In State v. Liu, a 5-4 majority on the Washington Suprme Court declared the the Confrontation Clause of the Sixth Amendment to the U.S. Constitution does not require that DNA tests or other hard to decipher scientific tests be presented in court by the technician who conducted the test.  These tests are not inculpatory because a juror would not understand how the data bears on the guilt or innocence of the defendant without the testimony of an expert witness.  Therefore these complicated reports are not “witness[es] against” the defendant and need not be available for confrontation by the defendant.  While the U.S. Supreme Court’s decision in Melendez-Diaz v. Massachusetts, 557 U.S. 305 (2009) might suggest otherwise, the Washington Court determined that the five Justice majority who signed that opinion was not really a majority because Justice Thomas also wrote an idiosyncratic concurrence. The Washington Court started counting five Supreme Court Justice signatures, but stopped at four.

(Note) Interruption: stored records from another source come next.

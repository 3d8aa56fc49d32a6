//! RetrievalEngine over the SQLite store with the hash embedder.

use std::sync::Arc;

use mnemo_core::models::NewChunk;
use mnemo_core::traits::IEmbeddingProvider;
use mnemo_retrieval::{build_context, RetrievalEngine};
use mnemo_storage::StorageEngine;
use test_fixtures::HashEmbedder;

const HANDBOOK: [&str; 3] = [
    "Coffee breaks are limited to one per hour.",
    "Remote work requires manager approval.",
    "Annual leave requests go through HR.",
];

fn setup() -> (RetrievalEngine, HashEmbedder) {
    let embedder = HashEmbedder::default();
    let store = Arc::new(StorageEngine::open_in_memory().unwrap());
    let doc = store.upsert_document("Handbook", "handbook.md").unwrap();
    let chunks: Vec<NewChunk> = HANDBOOK
        .iter()
        .enumerate()
        .map(|(i, text)| NewChunk {
            chunk_index: i as i64,
            content: text.to_string(),
            embedding: embedder.embed(text).unwrap(),
        })
        .collect();
    store.insert_chunks(doc.id, &chunks).unwrap();
    (RetrievalEngine::new(store), embedder)
}

#[test]
fn exact_match_passes_threshold() {
    let (engine, embedder) = setup();
    let q = embedder.embed(HANDBOOK[1]).unwrap();
    let result = engine.retrieve(&q, 3, 0.1).unwrap();
    assert_eq!(result.filtered_chunks.len(), 1);
    assert_eq!(result.final_chunks[0].content, HANDBOOK[1]);
    assert!(!result.used_fallback());
}

#[test]
fn strict_threshold_falls_back_to_raw() {
    let (engine, embedder) = setup();
    let q = embedder.embed("is coffee every hour against the rules").unwrap();
    let result = engine.retrieve(&q, 2, 0.0).unwrap();
    assert!(result.filtered_chunks.is_empty());
    assert_eq!(result.final_chunks.len(), 2);
    assert_eq!(result.final_chunks, result.raw_chunks);
    assert_eq!(result.meta.chunks_returned, 2);
    assert!(build_context(&result.final_chunks).contains("\n\n---\n\n"));
}

#[test]
fn semantic_search_is_similarity_ranked() {
    let (engine, embedder) = setup();
    let q = embedder.embed("coffee breaks").unwrap();
    let hits = engine.semantic_search(&q, 3).unwrap();
    assert_eq!(hits.len(), 3);
    assert_eq!(hits[0].content, HANDBOOK[0]);
    for pair in hits.windows(2) {
        assert!(pair[0].similarity >= pair[1].similarity);
    }
}
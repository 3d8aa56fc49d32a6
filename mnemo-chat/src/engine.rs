//! ChatEngine: the request state machine.
//!
//! `handle_chat` runs the pre-classification stages, classifies, runs the
//! post-classification stages, then dispatches to an intent pipeline. The
//! chosen branch returns a [`Reply`]; [`ChatEngine::finish`] persists it and
//! builds the response.

use std::sync::Arc;

use tracing::{debug, info};

use mnemo_classifier::Classifier;
use mnemo_core::config::MnemoConfig;
use mnemo_core::errors::{MnemoError, MnemoResult};
use mnemo_core::models::{
    ChatRequest, ChatResponse, ChatTurn, MemoryMeta, ResponseMeta, RetrievalMeta, RetrievalResult,
    Role, SearchRequest, SearchResponse,
};
use mnemo_core::traits::{ICompletionProvider, IEmbeddingProvider, IMemoryStore, IRetrievalStore};
use mnemo_memory::engine::SaveMemory;
use mnemo_memory::MemoryEngine;
use mnemo_retrieval::RetrievalEngine;

use crate::pipelines;
use crate::reply::{Persist, Reply};
use crate::stages::{first_match, Turn, POST_CLASSIFICATION, PRE_CLASSIFICATION};

/// Numeric knobs read from config once.
#[derive(Debug, Clone, Copy, PartialEq)]
pub struct ChatSettings {
    pub top_k: usize,
    pub distance_threshold: f64,
    pub similar_top_k: usize,
    pub search_limit: usize,
    pub max_search_limit: usize,
}

impl ChatSettings {
    pub fn from_config(config: &MnemoConfig) -> Self {
        Self {
            top_k: config.retrieval.top_k,
            distance_threshold: config.retrieval.distance_threshold,
            similar_top_k: config.memory.similar_top_k,
            search_limit: config.retrieval.search_limit,
            max_search_limit: config.retrieval.max_search_limit,
        }
    }
}

/// The ports the engine is wired to.
#[derive(Clone)]
pub struct ChatPorts {
    pub memory_store: Arc<dyn IMemoryStore>,
    pub retrieval_store: Arc<dyn IRetrievalStore>,
    pub embedder: Arc<dyn IEmbeddingProvider>,
    pub completion: Arc<dyn ICompletionProvider>,
}

pub struct ChatEngine {
    classifier: Classifier,
    memory: MemoryEngine,
    retrieval: RetrievalEngine,
    embedder: Arc<dyn IEmbeddingProvider>,
    completion: Arc<dyn ICompletionProvider>,
    settings: ChatSettings,
}

impl ChatEngine {
    pub fn new(config: &MnemoConfig, ports: ChatPorts) -> MnemoResult<Self> {
        Ok(Self {
            classifier: Classifier::new(&config.vocabulary, Arc::clone(&ports.completion))?,
            memory: MemoryEngine::new(ports.memory_store, Arc::clone(&ports.embedder)),
            retrieval: RetrievalEngine::new(ports.retrieval_store),
            embedder: ports.embedder,
            completion: ports.completion,
            settings: ChatSettings::from_config(config),
        })
    }

    pub fn classifier(&self) -> &Classifier {
        &self.classifier
    }

    pub fn memory(&self) -> &MemoryEngine {
        &self.memory
    }

    pub fn completion(&self) -> &dyn ICompletionProvider {
        self.completion.as_ref()
    }

    pub fn settings(&self) -> &ChatSettings {
        &self.settings
    }

    pub fn embed(&self, text: &str) -> MnemoResult<Vec<f32>> {
        self.embedder.embed(text)
    }

    /// RAG lookup with the configured `top_k` and threshold.
    pub fn retrieve_with_embedding(&self, embedding: &[f32]) -> MnemoResult<RetrievalResult> {
        self.retrieval
            .retrieve(embedding, self.settings.top_k, self.settings.distance_threshold)
    }

    pub fn retrieve_documents(&self, question: &str) -> MnemoResult<RetrievalResult> {
        let embedding = self.embed(question)?;
        self.retrieve_with_embedding(&embedding)
    }

    /// Answer one chat request.
    ///
    /// Embedding, completion and store failures propagate unchanged; every
    /// other outcome is a templated or generated answer.
    pub fn handle_chat(&self, request: &ChatRequest) -> MnemoResult<ChatResponse> {
        if request.user_id.trim().is_empty() {
            return Err(MnemoError::validation("user_id", "must not be empty"));
        }
        let question = request.question.trim();
        let turn = Turn::new(request, question);

        if let Some(stage) = first_match(PRE_CLASSIFICATION, self, &turn) {
            debug!(stage = stage.name, "stage matched");
            let reply = (stage.handle)(self, &turn)?;
            return self.finish(request, question, stage.name, reply);
        }

        let classification = self.classifier.classify(question)?;
        let turn = turn.classified(&classification);

        if let Some(stage) = first_match(POST_CLASSIFICATION, self, &turn) {
            debug!(stage = stage.name, "stage matched");
            let reply = (stage.handle)(self, &turn)?;
            return self.finish(request, question, stage.name, reply);
        }

        let reply = pipelines::dispatch(self, &turn, classification.intent)?;
        self.finish(request, question, classification.intent.as_str(), reply)
    }

    /// Persist the exchange, extend the history and attach metadata.
    fn finish(
        &self,
        request: &ChatRequest,
        question: &str,
        branch: &str,
        reply: Reply,
    ) -> MnemoResult<ChatResponse> {
        let user_id = request.user_id.as_str();
        let conversation_id = request.conversation_id.as_deref();

        if reply.persist == Persist::QuestionAndAnswer {
            self.memory
                .save(SaveMemory::chat(user_id, Role::User, question).in_conversation(conversation_id))?;
        }
        if reply.persist != Persist::Nothing {
            self.memory.save(
                SaveMemory::chat(user_id, Role::Assistant, &reply.answer)
                    .in_conversation(conversation_id),
            )?;
        }

        let mut history = request.history.clone();
        if reply.persist != Persist::Nothing {
            history.push(ChatTurn::user(question));
            history.push(ChatTurn::assistant(reply.answer.clone()));
        }

        let facts_count = self.memory.latest_facts_by_key(user_id)?.len();
        info!(
            user_id,
            branch,
            memory_used = reply.memory_used,
            chunks = reply.chunks_returned,
            "chat answered"
        );

        Ok(ChatResponse {
            answer: reply.answer,
            history,
            context_used: reply.context_used,
            memory_used: reply.memory_used,
            meta: ResponseMeta {
                rag: RetrievalMeta {
                    top_k: self.settings.top_k,
                    distance_threshold: self.settings.distance_threshold,
                    chunks_returned: reply.chunks_returned,
                },
                memory: MemoryMeta {
                    similar_top_k: self.settings.similar_top_k,
                    facts_count,
                },
            },
        })
    }

    /// Similarity-ranked chunks for a free-text query.
    ///
    /// The limit defaults to the configured search limit and is clamped to
    /// `1..=max_search_limit`.
    pub fn search_documents_by_text(&self, request: &SearchRequest) -> MnemoResult<SearchResponse> {
        let query = request.query.trim();
        if query.is_empty() {
            return Err(MnemoError::validation("query", "must not be empty"));
        }
        let limit = request
            .limit
            .unwrap_or(self.settings.search_limit)
            .clamp(1, self.settings.max_search_limit.max(1));

        let embedding = self.embed(query)?;
        let results = self.retrieval.semantic_search(&embedding, limit)?;
        debug!(limit, results = results.len(), "document search");
        Ok(SearchResponse {
            query: request.query.clone(),
            results,
        })
    }
}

Background:               In 2007, Sione Liu was convicted of murdering his fiancée six years previously.  At trial, the state introduced DNA samples taken from the Liu and the crime scene, temperature readings from the body and the environment, and several statements from the autopsy report and postmortem toxicology testing.   This evidence was admitted through testimony by employees of various forensic labs who had not completed the tests themselves.  Lui objected on confrontation clause grounds and was overruled.  The conviction was affirmed on appeal.

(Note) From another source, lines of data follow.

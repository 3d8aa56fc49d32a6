//! Coarse intent resolution.

use mnemo_core::models::{FactCandidate, FactIntent, HighLevelIntent};

/// First matching rule wins:
/// 1. asking fact: merged when a policy keyword is present, else pure memory;
/// 2. no fact and a direct personal question: pure memory;
/// 3. a policy keyword: pure policy;
/// 4. otherwise unknown.
pub fn detect_high_level_intent(
    fact: Option<&FactCandidate>,
    has_policy_keyword: bool,
    is_direct_personal_question: bool,
) -> HighLevelIntent {
    match fact {
        Some(f) if f.intent == FactIntent::Asking => {
            if has_policy_keyword {
                HighLevelIntent::MergedMemoryPolicyQuery
            } else {
                HighLevelIntent::PureMemoryQuery
            }
        }
        None if is_direct_personal_question => HighLevelIntent::PureMemoryQuery,
        _ if has_policy_keyword => HighLevelIntent::PurePolicyQuery,
        _ => HighLevelIntent::Unknown,
    }
}
//! Provider registry.
//!
//! `api` talks to an OpenAI-compatible embeddings endpoint. `tfidf` is the
//! offline hashing provider, also used when the API key is missing.

pub mod api_provider;
pub mod tfidf_fallback;

pub use api_provider::ApiProvider;
pub use tfidf_fallback::TfIdfFallback;

use mnemo_core::config::EmbeddingConfig;
use mnemo_core::errors::MnemoResult;
use mnemo_core::traits::IEmbeddingProvider;
use tracing::{info, warn};

/// Create the configured provider, boxed.
pub fn create_provider(config: &EmbeddingConfig) -> MnemoResult<Box<dyn IEmbeddingProvider>> {
    match config.provider.as_str() {
        "api" => match std::env::var(&config.api_key_env) {
            Ok(key) if !key.trim().is_empty() => {
                info!(provider = "api", model = %config.model, "embedding provider configured");
                Ok(Box::new(ApiProvider::from_config(config, key)?))
            }
            _ => {
                warn!(
                    env = %config.api_key_env,
                    "embedding API key not set, falling back to TF-IDF"
                );
                Ok(Box::new(TfIdfFallback::new(config.dimensions)))
            }
        },
        _ => {
            info!(provider = "tfidf", dims = config.dimensions, "embedding provider configured");
            Ok(Box::new(TfIdfFallback::new(config.dimensions)))
        }
    }
}
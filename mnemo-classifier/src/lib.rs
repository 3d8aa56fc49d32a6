//! # mnemo-classifier
//!
//! Turns a raw question into an optional [`FactCandidate`] and a
//! [`HighLevelIntent`]. The garbage filter and the fast paths never touch
//! the network; extraction costs one completion call and never fails on
//! malformed model output.
//!
//! [`FactCandidate`]: mnemo_core::models::FactCandidate
//! [`HighLevelIntent`]: mnemo_core::models::HighLevelIntent

pub mod classifier;
pub mod extractor;
pub mod fast_paths;
pub mod garbage;
pub mod intent;
pub mod vocabulary;

pub use classifier::{Classification, Classifier};
pub use fast_paths::FastPaths;
pub use intent::detect_high_level_intent;
pub use vocabulary::Vocabulary;
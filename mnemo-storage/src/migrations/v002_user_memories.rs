//! v002: user_memories.
//!
//! `UNIQUE(user_id, memory_key)` backs the fact upsert. Chat rows carry a
//! NULL key, and SQLite treats NULLs as distinct, so they never collide.

pub const MIGRATION_SQL: &str = "
CREATE TABLE IF NOT EXISTS user_memories (
    id           INTEGER PRIMARY KEY AUTOINCREMENT,
    user_id      TEXT NOT NULL,
    role         TEXT NOT NULL CHECK (role IN ('user', 'assistant')),
    content      TEXT NOT NULL,
    embedding    BLOB NOT NULL,
    dimensions   INTEGER NOT NULL,
    memory_key   TEXT,
    memory_type  TEXT NOT NULL DEFAULT 'chat' CHECK (memory_type IN ('fact', 'chat')),
    updated_at   TEXT DEFAULT (strftime('%Y-%m-%dT%H:%M:%fZ', 'now')),
    UNIQUE(user_id, memory_key)
);

CREATE INDEX IF NOT EXISTS idx_user_memories_user ON user_memories(user_id, memory_type);
CREATE INDEX IF NOT EXISTS idx_user_memories_updated ON user_memories(user_id, updated_at);
";
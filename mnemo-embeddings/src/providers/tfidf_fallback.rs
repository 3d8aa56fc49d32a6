//! Offline hashing provider.
//!
//! Terms are hashed into fixed buckets (FNV-1a) and weighted by term
//! frequency with a length-based IDF approximation, then L2 normalised.
//! Deterministic and network-free.

use std::collections::HashMap;

use mnemo_core::errors::MnemoResult;
use mnemo_core::traits::IEmbeddingProvider;

pub struct TfIdfFallback {
    dimensions: usize,
}

impl TfIdfFallback {
    pub fn new(dimensions: usize) -> Self {
        Self {
            dimensions: dimensions.max(1),
        }
    }

    fn hash_term(term: &str, dims: usize) -> usize {
        let mut h: u64 = 0xcbf29ce484222325;
        for b in term.as_bytes() {
            h ^= *b as u64;
            h = h.wrapping_mul(0x100000001b3);
        }
        (h as usize) % dims
    }

    fn tokenize(text: &str) -> Vec<String> {
        text.split(|c: char| !c.is_alphanumeric() && c != '_')
            .filter(|s| s.len() >= 2)
            .map(|s| s.to_lowercase())
            .collect()
    }

    fn vectorize(&self, text: &str) -> Vec<f32> {
        let tokens = Self::tokenize(text);
        let mut vec = vec![0.0f32; self.dimensions];
        if tokens.is_empty() {
            return vec;
        }

        let mut tf: HashMap<&str, f32> = HashMap::new();
        for tok in &tokens {
            *tf.entry(tok.as_str()).or_default() += 1.0;
        }

        let total = tokens.len() as f32;
        for (term, count) in &tf {
            let idf = 1.0 + (term.len() as f32).ln();
            vec[Self::hash_term(term, self.dimensions)] += (count / total) * idf;
        }

        let norm: f32 = vec.iter().map(|x| x * x).sum::<f32>().sqrt();
        if norm > f32::EPSILON {
            for v in &mut vec {
                *v /= norm;
            }
        }
        vec
    }
}

impl IEmbeddingProvider for TfIdfFallback {
    fn embed(&self, text: &str) -> MnemoResult<Vec<f32>> {
        Ok(self.vectorize(text))
    }

    fn embed_batch(&self, texts: &[String]) -> MnemoResult<Vec<Vec<f32>>> {
        Ok(texts.iter().map(|t| self.vectorize(t)).collect())
    }

    fn dimensions(&self) -> usize {
        self.dimensions
    }

    fn name(&self) -> &str {
        "tfidf"
    }
}

#[cfg(test)]
mod tests {
    use super::*;

    fn cosine(a: &[f32], b: &[f32]) -> f32 {
        a.iter().zip(b).map(|(x, y)| x * y).sum()
    }

    #[test]
    fn empty_text_is_zero_vector() {
        let v = TfIdfFallback::new(64).embed("").unwrap();
        assert_eq!(v.len(), 64);
        assert!(v.iter().all(|&x| x == 0.0));
    }

    #[test]
    fn output_is_unit_norm() {
        let v = TfIdfFallback::new(256).embed("coffee break policy").unwrap();
        let norm: f32 = v.iter().map(|x| x * x).sum::<f32>().sqrt();
        assert!((norm - 1.0).abs() < 1e-5);
    }

    #[test]
    fn batch_matches_single() {
        let p = TfIdfFallback::new(128);
        let texts = vec!["my name is Aditia".to_string(), "coffee policy".to_string()];
        let batch = p.embed_batch(&texts).unwrap();
        for (i, t) in texts.iter().enumerate() {
            assert_eq!(batch[i], p.embed(t).unwrap());
        }
    }

    #[test]
    fn overlapping_texts_are_closer() {
        let p = TfIdfFallback::new(256);
        let a = p.embed("coffee break policy").unwrap();
        let b = p.embed("policy on coffee breaks").unwrap();
        let c = p.embed("favourite hiking trails").unwrap();
        assert!(cosine(&a, &b) > cosine(&a, &c));
    }
}
//! v001: documents, chunks.

pub const MIGRATION_SQL: &str = "
CREATE TABLE IF NOT EXISTS documents (
    id          INTEGER PRIMARY KEY AUTOINCREMENT,
    title       TEXT NOT NULL,
    filepath    TEXT NOT NULL UNIQUE,
    created_at  TEXT NOT NULL DEFAULT (strftime('%Y-%m-%dT%H:%M:%fZ', 'now'))
);

CREATE TABLE IF NOT EXISTS chunks (
    id           INTEGER PRIMARY KEY AUTOINCREMENT,
    document_id  INTEGER NOT NULL REFERENCES documents(id) ON DELETE CASCADE,
    chunk_index  INTEGER NOT NULL,
    content      TEXT NOT NULL,
    embedding    BLOB NOT NULL,
    dimensions   INTEGER NOT NULL,
    UNIQUE(document_id, chunk_index)
);

CREATE INDEX IF NOT EXISTS idx_chunks_document ON chunks(document_id);
";
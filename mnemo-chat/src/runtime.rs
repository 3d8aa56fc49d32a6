//! Wiring from config to a ready ChatEngine.

use std::sync::Arc;

use tracing::info;

use mnemo_completion::CompletionEngine;
use mnemo_core::config::MnemoConfig;
use mnemo_core::errors::MnemoResult;
use mnemo_core::models::{ChatRequest, ChatResponse, SearchRequest, SearchResponse};
use mnemo_core::tracing_setup::init_tracing_from_config;
use mnemo_embeddings::EmbeddingEngine;
use mnemo_storage::{StorageCounts, StorageEngine};

use crate::engine::{ChatEngine, ChatPorts};

/// Storage, providers and the chat engine built from one config.
pub struct MnemoRuntime {
    config: MnemoConfig,
    storage: Arc<StorageEngine>,
    chat: ChatEngine,
}

impl MnemoRuntime {
    /// Build every subsystem. Tracing is installed first.
    pub fn from_config(config: MnemoConfig) -> MnemoResult<Self> {
        init_tracing_from_config(&config.observability);

        let storage = Arc::new(StorageEngine::open_with_config(&config.storage)?);
        let embedder = Arc::new(EmbeddingEngine::from_config(&config.embedding, &config.retry)?);
        let completion = Arc::new(CompletionEngine::from_config(&config.completion, &config.retry)?);
        info!(
            embedding = embedder.provider_name(),
            db = config.storage.db_path.as_deref().unwrap_or(":memory:"),
            "mnemo runtime ready"
        );

        Self::with_ports(
            config,
            Arc::clone(&storage),
            ChatPorts {
                memory_store: storage.clone(),
                retrieval_store: storage,
                embedder,
                completion,
            },
        )
    }

    /// Build around an existing store and caller-supplied ports.
    pub fn with_ports(config: MnemoConfig, storage: Arc<StorageEngine>, ports: ChatPorts) -> MnemoResult<Self> {
        let chat = ChatEngine::new(&config, ports)?;
        Ok(Self {
            config,
            storage,
            chat,
        })
    }

    pub fn config(&self) -> &MnemoConfig {
        &self.config
    }

    pub fn storage(&self) -> &Arc<StorageEngine> {
        &self.storage
    }

    pub fn chat(&self) -> &ChatEngine {
        &self.chat
    }

    pub fn handle_chat(&self, request: &ChatRequest) -> MnemoResult<ChatResponse> {
        self.chat.handle_chat(request)
    }

    pub fn search_documents_by_text(&self, request: &SearchRequest) -> MnemoResult<SearchResponse> {
        self.chat.search_documents_by_text(request)
    }

    pub fn counts(&self) -> MnemoResult<StorageCounts> {
        self.storage.counts()
    }
}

Majority Opinion:      Five Justices held that the Confrontation Clause of the U.S. Constitution requires the drafters of laboratory reports to testify and be available for cross-examination if (and only if) the report both makes a factual statement to the tribunal and this statement helps identify or inculpate the defendant.  Applying this test here, the Court determined that the DNA test was only inculpatory when interpreted by the technician testifying at trial; therefore the confrontation clause was satisfied.  Similarly, the Court determined that the temperature readings of the body and its environment were not inculpatory until the testifying witness opined about the time of death these readings suggested, again satisfying the confrontation clause.   In contrast, the Court found that the toxicology and autopsy reports were inculpatory because they were prepared for the purpose of identifying the manner of death and tended to prove elements of guilt and rebut a defense theory.  However, the Court found this to be harmless error.

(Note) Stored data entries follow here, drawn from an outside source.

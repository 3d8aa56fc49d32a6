/// Completion port errors.
#[derive(Debug, thiserror::Error)]
pub enum CompletionError {
    #[error("completion request timed out")]
    Timeout,

    #[error("completion connection reset: {reason}")]
    ConnectionReset { reason: String },

    #[error("completion API returned HTTP {status}: {body}")]
    HttpStatus { status: u16, body: String },

    #[error("completion request failed: {reason}")]
    RequestFailed { reason: String },

    #[error("invalid completion response: {reason}")]
    InvalidResponse { reason: String },
}
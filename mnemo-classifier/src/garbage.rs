//! Non-meaningful input filter. Pure, no network.

use mnemo_core::constants::{GARBAGE_MAX_LETTERS, GARBAGE_MIN_TERMINAL_PUNCT, MIN_QUESTION_CHARS};

use crate::vocabulary::Vocabulary;

/// Whether a question should be rejected before classification.
///
/// Rejected when the trimmed text is empty or shorter than
/// [`MIN_QUESTION_CHARS`], or when it has no meaningful token while also
/// carrying a digit or repeated terminal punctuation and few letters.
pub fn is_garbage(question: &str, vocabulary: &Vocabulary) -> bool {
    let trimmed = question.trim();
    if trimmed.chars().count() < MIN_QUESTION_CHARS {
        return true;
    }
    if vocabulary.has_meaningful_token(trimmed) {
        return false;
    }

    let has_digit = trimmed.chars().any(|c| c.is_ascii_digit());
    let terminal_punct = trimmed
        .chars()
        .filter(|c| matches!(c, '?' | '!' | '.'))
        .count();
    let letters = trimmed.chars().filter(|c| c.is_alphabetic()).count();

    (has_digit || terminal_punct >= GARBAGE_MIN_TERMINAL_PUNCT) && letters < GARBAGE_MAX_LETTERS
}
//! The single write connection, serialized behind a mutex.

use std::path::Path;
use std::sync::Mutex;

use rusqlite::Connection;

use mnemo_core::errors::{MnemoResult, StorageError};

use super::pragmas::{apply_pragmas, ConnectionRole};
use crate::to_storage_err;

pub struct WriteConnection {
    conn: Mutex<Connection>,
}

impl WriteConnection {
    pub fn open(path: &Path) -> MnemoResult<Self> {
        let conn = Connection::open(path).map_err(|e| to_storage_err(e.to_string()))?;
        apply_pragmas(&conn, ConnectionRole::Writer)?;
        Ok(Self {
            conn: Mutex::new(conn),
        })
    }

    pub fn open_in_memory() -> MnemoResult<Self> {
        let conn = Connection::open_in_memory().map_err(|e| to_storage_err(e.to_string()))?;
        apply_pragmas(&conn, ConnectionRole::Writer)?;
        Ok(Self {
            conn: Mutex::new(conn),
        })
    }

    /// Execute a closure with exclusive access to the write connection.
    pub fn with_conn_sync<F, T>(&self, f: F) -> MnemoResult<T>
    where
        F: FnOnce(&Connection) -> MnemoResult<T>,
    {
        let guard = self.conn.lock().map_err(|e| StorageError::LockPoisoned {
            details: format!("write connection: {e}"),
        })?;
        f(&guard)
    }
}
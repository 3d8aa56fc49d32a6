//! # mnemo-embeddings
//!
//! Text → vector providers behind `IEmbeddingProvider`, wrapped by an
//! engine that adds bounded retry and an L1 cache keyed by content hash.

pub mod cache;
pub mod engine;
pub mod providers;

pub use engine::EmbeddingEngine;
pub use providers::{create_provider, ApiProvider, TfIdfFallback};
pub mod chunk_ops;
pub mod chunk_search;
pub mod maintenance;
pub mod memory_crud;
pub mod memory_search;

use chrono::{DateTime, Utc};

/// Parse a stored timestamp. Unparseable or missing values become `None`.
pub(crate) fn parse_timestamp(raw: Option<String>) -> Option<DateTime<Utc>> {
    raw.and_then(|s| DateTime::parse_from_rfc3339(&s).ok())
        .map(|dt| dt.with_timezone(&Utc))
}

Dissent:           Four Justices would have adopted a “conduit test” in which a confrontation clause violation occurs if a testifying expert serves as a mere conduit to admit the statements of a non-testifying party into evidence, but no violation occurs if the expert draws on inadmissible statements but testifies as to his or her own opinion and conclusions. The late Justice Tom Chambers joined the dissent in result only, participating as Justice Pro Tempore because Justice Gordon McCloud had written an amicus brief on behalf of the Washington Association of Criminal Defense Lawyers before joining the bench.

Commentary:  The Washington Court appears to be inviting the U.S. Supreme Court to review its decision.  First, the Washington Court declined to find any adequate and independent state grounds to resolve the case and relied solely on federal constitutional analysis.  Then, the Washington Court surveyed six recent Confrontation Clause cases from the U.S. Supreme Court and declared itself unable to find any precedential guidance.  Finally, the Washington Court advanced a highly fact specific rule whose application produced fractured results even in the case at bar.  Further, and as a matter of legal realism, the majority opinion does not account for the possibility of fraud in forensic laboratories, such as spectacularly occured in a Massachussets crime lab a few years ago.

The majority opinion utilized a highly political analysis of the U.S. Supreme Court’s recent decisions more typically advanced by law professors than the bench.  The weakness in the majority’s opinion is that it treats the U.S. Supreme Court’s Melendez-Diaz opinion as a mere plurality, though it attracted the five votes necessary to announce law.  However, the Justices in the majority are quite correct in the general proposition that the fractured Confrontation Clause jurisprudence of the U.S. Supreme Court is difficult to synthesize.  The Washington Supreme Court has given the U.S. Supreme Court a golden opportunity to clarify the state of the law.